### Task statement
Start at the line with "unsorted symbol table" in the records below, stop at the line with "random high vm_start.", and return every line in that span exactly, the two end lines included.

*** Opening of Material for the task ***

//! Address-to-function resolution from an ELF symbol table
//!
//! The resolver never looks at symbol sizes: the enclosing function of an
//! address is the closest symbol at or below it. Addresses in padding or in
//! stripped statics are therefore credited to the preceding symbol.

use log::debug;
use object::{Object, ObjectSegment, ObjectSymbol};
use std::fs;
use std::path::Path;

use crate::domain::ResolverError;

/// Name returned when an address cannot be attributed to any symbol
pub const UNKNOWN_FUNCTION: &str = "unknown";

/// A `.symtab` entry
#[derive(Debug, Clone, PartialEq, Eq)]
pub struct Symbol {
    pub name: String,
    pub value: u64,
}

impl Symbol {
    pub fn new(name: impl Into<String>, value: u64) -> Self {
        Self { name: name.into(), value }
    }
}

/// A `PT_LOAD` program header
#[derive(Debug, Clone, Copy, PartialEq, Eq)]
pub struct LoadSegment {
    /// Offset of the segment within the ELF file
    pub file_offset: u64,
    /// Virtual address recorded in the program header
    pub vaddr: u64,
}

/// Where the chosen segment lives on disk and in the traced process
#[derive(Debug, Clone, Copy, PartialEq, Eq)]
pub struct SegmentPlacement {
    pub file_offset: u64,
    pub memory_start: u64,
    /// Virtual address equals file offset, so the kernel picked a randomized base
    pub is_pie: bool,
}

/// Symbol table and loadable segments of one executable
///
/// Loaded once per executable and shared by every resolver built for its
/// mappings.
#[derive(Debug, Clone, Default)]
pub struct ElfImage {
    pub symbols: Vec<Symbol>,
    pub segments: Vec<LoadSegment>,
}

impl ElfImage {
    /// Read the symbol table and program headers of the ELF file at `path`
    ///
    /// # Errors
    /// Returns an error if the file cannot be read or parsed, or has no `.symtab`
    pub fn open<P: AsRef<Path>>(path: P) -> Result<Self, ResolverError> {
        let path = path.as_ref();
        let data = fs::read(path)
            .map_err(|source| ResolverError::Io { path: path.display().to_string(), source })?;
        Self::parse(&data)
    }

    /// Parse an in-memory ELF file
    ///
    /// # Errors
    /// Returns an error if the data is not an object file or has no `.symtab`
    pub fn parse(data: &[u8]) -> Result<Self, ResolverError> {
        let obj = object::File::parse(data)?;

        if obj.symbol_table().is_none() {
            return Err(ResolverError::MissingSymbolTable);
        }

        let symbols = obj
            .symbols()
            .filter_map(|sym| {
                let name = sym.name().ok()?;
                Some(Symbol::new(name, sym.address()))
            })
            .collect();

        // object only yields PT_LOAD headers as segments
        let segments = obj
            .segments()
            .map(|seg| LoadSegment { file_offset: seg.file_range().0, vaddr: seg.address() })
            .collect();

        Ok(Self { symbols, segments })
    }
}

/// Resolves sampled instruction addresses of one executable mapping to
/// function names
///
/// Immutable after construction; resolution is a pure function of the
/// resolver and the address.
#[derive(Debug, Clone)]
pub struct SymbolResolver {
    /// Symbols sorted by value, ties kept in table order
    symbols: Vec<Symbol>,
    placement: SegmentPlacement,
}

impl SymbolResolver {
    /// Build a resolver from an unsorted symbol table
    ///
    /// `file_offset` names the loadable segment (e.g. `0x1000`) and
    /// `memory_start` is where it was mapped in the process (e.g. `0x401000`).
    ///
    /// # Errors
    /// Returns [`ResolverError::SegmentNotFound`] if no loadable segment starts at `file_offset`
    pub fn new(
        mut symbols: Vec<Symbol>,
        segments: &[LoadSegment],
        file_offset: u64,
        memory_start: u64,
    ) -> Result<Self, ResolverError> {
        // sort_by_key is stable
        symbols.sort_by_key(|sym| sym.value);

        let segment = segments
            .iter()
            .find(|seg| seg.file_offset == file_offset)
            .ok_or(ResolverError::SegmentNotFound { file_offset })?;

        // A PIE's headers look like
        //   LOAD 0x001000 0x0000000000001000 ...
        // while /proc/<pid>/maps shows a random high vm_start.
        let is_pie = segment.vaddr == segment.file_offset;
        debug!(
            "Segment at offset 0x{file_offset:x} (vaddr 0x{:x}) mapped at 0x{memory_start:x}, pie={is_pie}",
            segment.vaddr
        );

        Ok(Self {
            symbols,
            placement: SegmentPlacement {
                file_offset: segment.file_offset,
                memory_start,
                is_pie,
            },
        })
    }

    /// Build a resolver for one mapping of an already loaded executable
    ///
    /// # Errors
    /// Returns [`ResolverError::SegmentNotFound`] if no loadable segment starts at `file_offset`
    pub fn from_image(
        image: &ElfImage,
        file_offset: u64,
        memory_start: u64,
    ) -> Result<Self, ResolverError> {
        Self::new(image.symbols.clone(), &image.segments, file_offset, memory_start)
    }

    /// Read `path` and build a resolver for the segment at `file_offset`
    ///
    /// # Errors
    /// Returns an error if the executable cannot be read, has no symbol table,
    /// or has no loadable segment at `file_offset`
    pub fn open<P: AsRef<Path>>(
        path: P,
        file_offset: u64,
        memory_start: u64,
    ) -> Result<Self, ResolverError> {
        let image = ElfImage::open(path)?;
        Self::new(image.symbols, &image.segments, file_offset, memory_start)
    }

    #[must_use]
    pub fn placement(&self) -> SegmentPlacement {
        self.placement
    }

    #[must_use]
    pub fn is_pie(&self) -> bool {
        self.placement.is_pie
    }

    /// Name of the function enclosing `addr`, or [`UNKNOWN_FUNCTION`]
    #[must_use]
    pub fn resolve(&self, addr: u64) -> &str {
        if addr == 0 {
            return UNKNOWN_FUNCTION;
        }

        let addr = if self.placement.is_pie {
            if addr < self.placement.memory_start {
                return UNKNOWN_FUNCTION;
            }
            // Undo the load bias: distance into the segment plus its file offset
            self.placement.file_offset + (addr - self.placement.memory_start)
        } else {
            addr
        };

        let i = self.symbols.partition_point(|sym| sym.value < addr);
        let Some(found) = self.symbols.get(i) else {
            return UNKNOWN_FUNCTION;
        };
        if found.value == addr {
            return &found.name;
        }

        // symbols[i] is the first symbol past addr:
        //
        //   0x401120 frame_dummy
        //   0x401126 fibNaive    <- enclosing
        //   0x40112c ?           <- addr
        //   0x40115a main        <- symbols[i]
        match i.checked_sub(1).map(|prev| &self.symbols[prev]) {
            Some(prev) if prev.value > 0 => &prev.name,
            _ => UNKNOWN_FUNCTION,
        }
    }
}

#[cfg(test)]
mod tests {
    use super::*;

    fn fib_symbols() -> Vec<Symbol> {
        vec![Symbol::new("fib", 0x1010), Symbol::new("main", 0x1000)]
    }

    fn pie_segments() -> Vec<LoadSegment> {
        vec![
            LoadSegment { file_offset: 0, vaddr: 0 },
            LoadSegment { file_offset: 0x1000, vaddr: 0x1000 },
        ]
    }

    #[test]
    fn test_pie_translation() {
        let resolver = SymbolResolver::new(fib_symbols(), &pie_segments(), 0x1000, 0x40_1000)
            .expect("segment exists");

        assert!(resolver.is_pie());
        assert_eq!(resolver.resolve(0x40_1010), "fib");
        assert_eq!(resolver.resolve(0x40_1000), "main");
        assert_eq!(resolver.resolve(0x40_1008), "main");
        // 0x1020 is past the last symbol
        assert_eq!(resolver.resolve(0x40_1020), UNKNOWN_FUNCTION);
    }

    #[test]
    fn test_pie_below_memory_start() {
        let resolver = SymbolResolver::new(fib_symbols(), &pie_segments(), 0x1000, 0x40_1000)
            .expect("segment exists");

        for addr in [1, 0x1010, 0x40_0fff] {
            assert_eq!(resolver.resolve(addr), UNKNOWN_FUNCTION, "addr 0x{addr:x}");
        }
    }

    #[test]
    fn test_zero_address() {
        let resolver = SymbolResolver::new(fib_symbols(), &pie_segments(), 0x1000, 0)
            .expect("segment exists");
        assert_eq!(resolver.resolve(0), UNKNOWN_FUNCTION);

        let segments = [LoadSegment { file_offset: 0x1000, vaddr: 0x40_1000 }];
        let resolver =
            SymbolResolver::new(vec![Symbol::new("start", 0)], &segments, 0x1000, 0x40_1000)
                .expect("segment exists");
        assert_eq!(resolver.resolve(0), UNKNOWN_FUNCTION);
    }

    #[test]
    fn test_non_pie_uses_absolute_addresses() {
        let symbols = vec![
            Symbol::new("main", 0x40_115a),
            Symbol::new("frame_dummy", 0x40_1120),
            Symbol::new("fibNaive", 0x40_1126),
        ];
        let segments = [LoadSegment { file_offset: 0x1000, vaddr: 0x40_1000 }];
        let resolver =
            SymbolResolver::new(symbols, &segments, 0x1000, 0x40_1000).expect("segment exists");

        assert!(!resolver.is_pie());
        assert_eq!(resolver.resolve(0x40_112c), "fibNaive");
        assert_eq!(resolver.resolve(0x40_115a), "main");
        assert_eq!(resolver.resolve(0x40_1121), "frame_dummy");
        assert_eq!(resolver.resolve(123), UNKNOWN_FUNCTION);
    }

    #[test]
    fn test_preceding_zero_symbol_is_ignored() {
        let symbols = vec![Symbol::new("crtstuff.c", 0), Symbol::new("_init", 0x2000)];
        let segments = [LoadSegment { file_offset: 0x1000, vaddr: 0x40_1000 }];
        let resolver =
            SymbolResolver::new(symbols, &segments, 0x1000, 0x40_1000).expect("segment exists");

        assert_eq!(resolver.resolve(0x1000), UNKNOWN_FUNCTION);
        assert_eq!(resolver.resolve(0x2000), "_init");
    }

    #[test]
    fn test_ties_keep_table_order() {
        let symbols = vec![
            Symbol::new("later", 0x3000),
            Symbol::new("alias_a", 0x2000),
            Symbol::new("alias_b", 0x2000),
        ];
        let segments = [LoadSegment { file_offset: 0, vaddr: 0x40_0000 }];
        let resolver = SymbolResolver::new(symbols, &segments, 0, 0).expect("segment exists");

        assert_eq!(resolver.resolve(0x2000), "alias_a");
        // Preceding symbol of a gap is the last of the tied entries
        assert_eq!(resolver.resolve(0x2800), "alias_b");
    }

    #[test]
    fn test_segment_not_found() {
        let err = SymbolResolver::new(fib_symbols(), &pie_segments(), 0x2000, 0x40_1000)
            .expect_err("no segment at 0x2000");
        assert!(matches!(err, ResolverError::SegmentNotFound { file_offset: 0x2000 }));
    }

    #[test]
    fn test_resolution_is_idempotent() {
        let resolver = SymbolResolver::new(fib_symbols(), &pie_segments(), 0x1000, 0x40_1000)
            .expect("segment exists");
        for addr in [0, 0x40_1004, 0x40_1010, 0x40_1fff] {
            assert_eq!(resolver.resolve(addr), resolver.resolve(addr));
        }
    }

    #[test]
    fn test_parse_rejects_garbage() {
        assert!(matches!(ElfImage::parse(b"not an elf"), Err(ResolverError::Parse(_))));
    }
}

*** Close of Material for the task ***

### Solution to the exercise
    /// Build a resolver from an unsorted symbol table
    ///
    /// `file_offset` names the loadable segment (e.g. `0x1000`) and
    /// `memory_start` is where it was mapped in the process (e.g. `0x401000`).
    ///
    /// # Errors
    /// Returns [`ResolverError::SegmentNotFound`] if no loadable segment starts at `file_offset`
    pub fn new(
        mut symbols: Vec<Symbol>,
        segments: &[LoadSegment],
        file_offset: u64,
        memory_start: u64,
    ) -> Result<Self, ResolverError> {
        // sort_by_key is stable
        symbols.sort_by_key(|sym| sym.value);

        let segment = segments
            .iter()
            .find(|seg| seg.file_offset == file_offset)
            .ok_or(ResolverError::SegmentNotFound { file_offset })?;

        // A PIE's headers look like
        //   LOAD 0x001000 0x0000000000001000 ...
        // while /proc/<pid>/maps shows a random high vm_start.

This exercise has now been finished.